Efficacy on hyperandrogenism and safety of a new oral contraceptive biphasic formulation containing desogestrel.

A new biphasic oral contraceptive (OC) containing ethinylestradiol and desogestrel (DGS) in both phases of the cycle (7 days 40/25 micrograms + 15 days 30/125 micrograms) was tested for its reliability, tolerability, safety and effectiveness on endocrine correlates of hyperandrogenism and acne in normal women (n = 30) and women suffering from acne (n = 33). Contraceptive efficacy was absolute and, despite 3 drop-outs in the group with acne (4.7% of total patients), subjective complaints were limited to a small number of women. Cycle control was satisfactory in both groups. Fibrinopeptide A remained stable under the treatment, whereas HDL-chol increased and the ratio between LDL-chol and HDL-chol decreased during pill intake.
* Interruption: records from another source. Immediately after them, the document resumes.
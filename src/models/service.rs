use chrono::{DateTime, Utc};
use serde::{Deserialize, Serialize};

use crate::utils::format_timestamp;

#[derive(Debug, Clone, Copy, PartialEq, Eq, Serialize, Deserialize)]
#[serde(rename_all = "lowercase")]
pub enum ServiceStatus {
    Running,
    Warning,
    Stopped,
}

impl ServiceStatus {
    pub fn label(&self) -> &'static str {
        match self {
            ServiceStatus::Running => "running",
            ServiceStatus::Warning => "warning",
            ServiceStatus::Stopped => "stopped",
        }
    }

    /// Tabler ikona pro stav služby
    pub fn icon(&self) -> &'static str {
        match self {
            ServiceStatus::Running => "ti-check",
            ServiceStatus::Warning => "ti-alert-triangle",
            ServiceStatus::Stopped => "ti-circle-x",
        }
    }

    /// Barva ikony (green, yellow, red)
    pub fn color(&self) -> &'static str {
        match self {
            ServiceStatus::Running => "green",
            ServiceStatus::Warning => "yellow",
            ServiceStatus::Stopped => "red",
        }
    }
}

#[derive(Debug, Clone, PartialEq, Serialize, Deserialize)]
#[serde(rename_all = "camelCase")]
pub struct ServiceDescriptor {
    pub name: String,
    pub status: ServiceStatus,
    #[serde(default, skip_serializing_if = "Option::is_none")]
    pub url: Option<String>,
    pub last_updated: DateTime<Utc>,
}

impl ServiceDescriptor {
    pub fn new(name: &str, url: Option<&str>, now: DateTime<Utc>) -> Self {
        Self {
            name: name.to_string(),
            status: ServiceStatus::Running,
            url: url.map(|u| u.to_string()),
            last_updated: now,
        }
    }

    pub fn last_updated_formatted(&self) -> String {
        format_timestamp(&self.last_updated)
    }
}

/// Pevný seznam sledovaných služeb, každý start začíná od něj
pub fn default_services(now: DateTime<Utc>) -> Vec<ServiceDescriptor> {
    vec![
        ServiceDescriptor::new("Nginx", Some("https://isp-pybox.gvec.net"), now),
        ServiceDescriptor::new("Docker", None, now),
        ServiceDescriptor::new(
            "Prometheus",
            Some("https://prometheus.isp-pybox.gvec.net"),
            now,
        ),
        ServiceDescriptor::new(
            "Grafana",
            Some("https://grafana.isp-pybox.gvec.net"),
            now,
        ),
    ]
}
Other advantageous effects were obtained on the circulating androgen profile with increased sex hormone binding globulin concentrations coupled with significantly reduced total and free testosterone levels. In 23 out of 30 patients with acne (76.6%) the skin disease disappeared after 9 months of therapy and in 3 severely affected subjects the pathology changed into a pattern of mild or moderate degree. Our results indicate that the tested new biphasic OC combination is reliable, well tolerated, safe and effective against hyperandrogenism.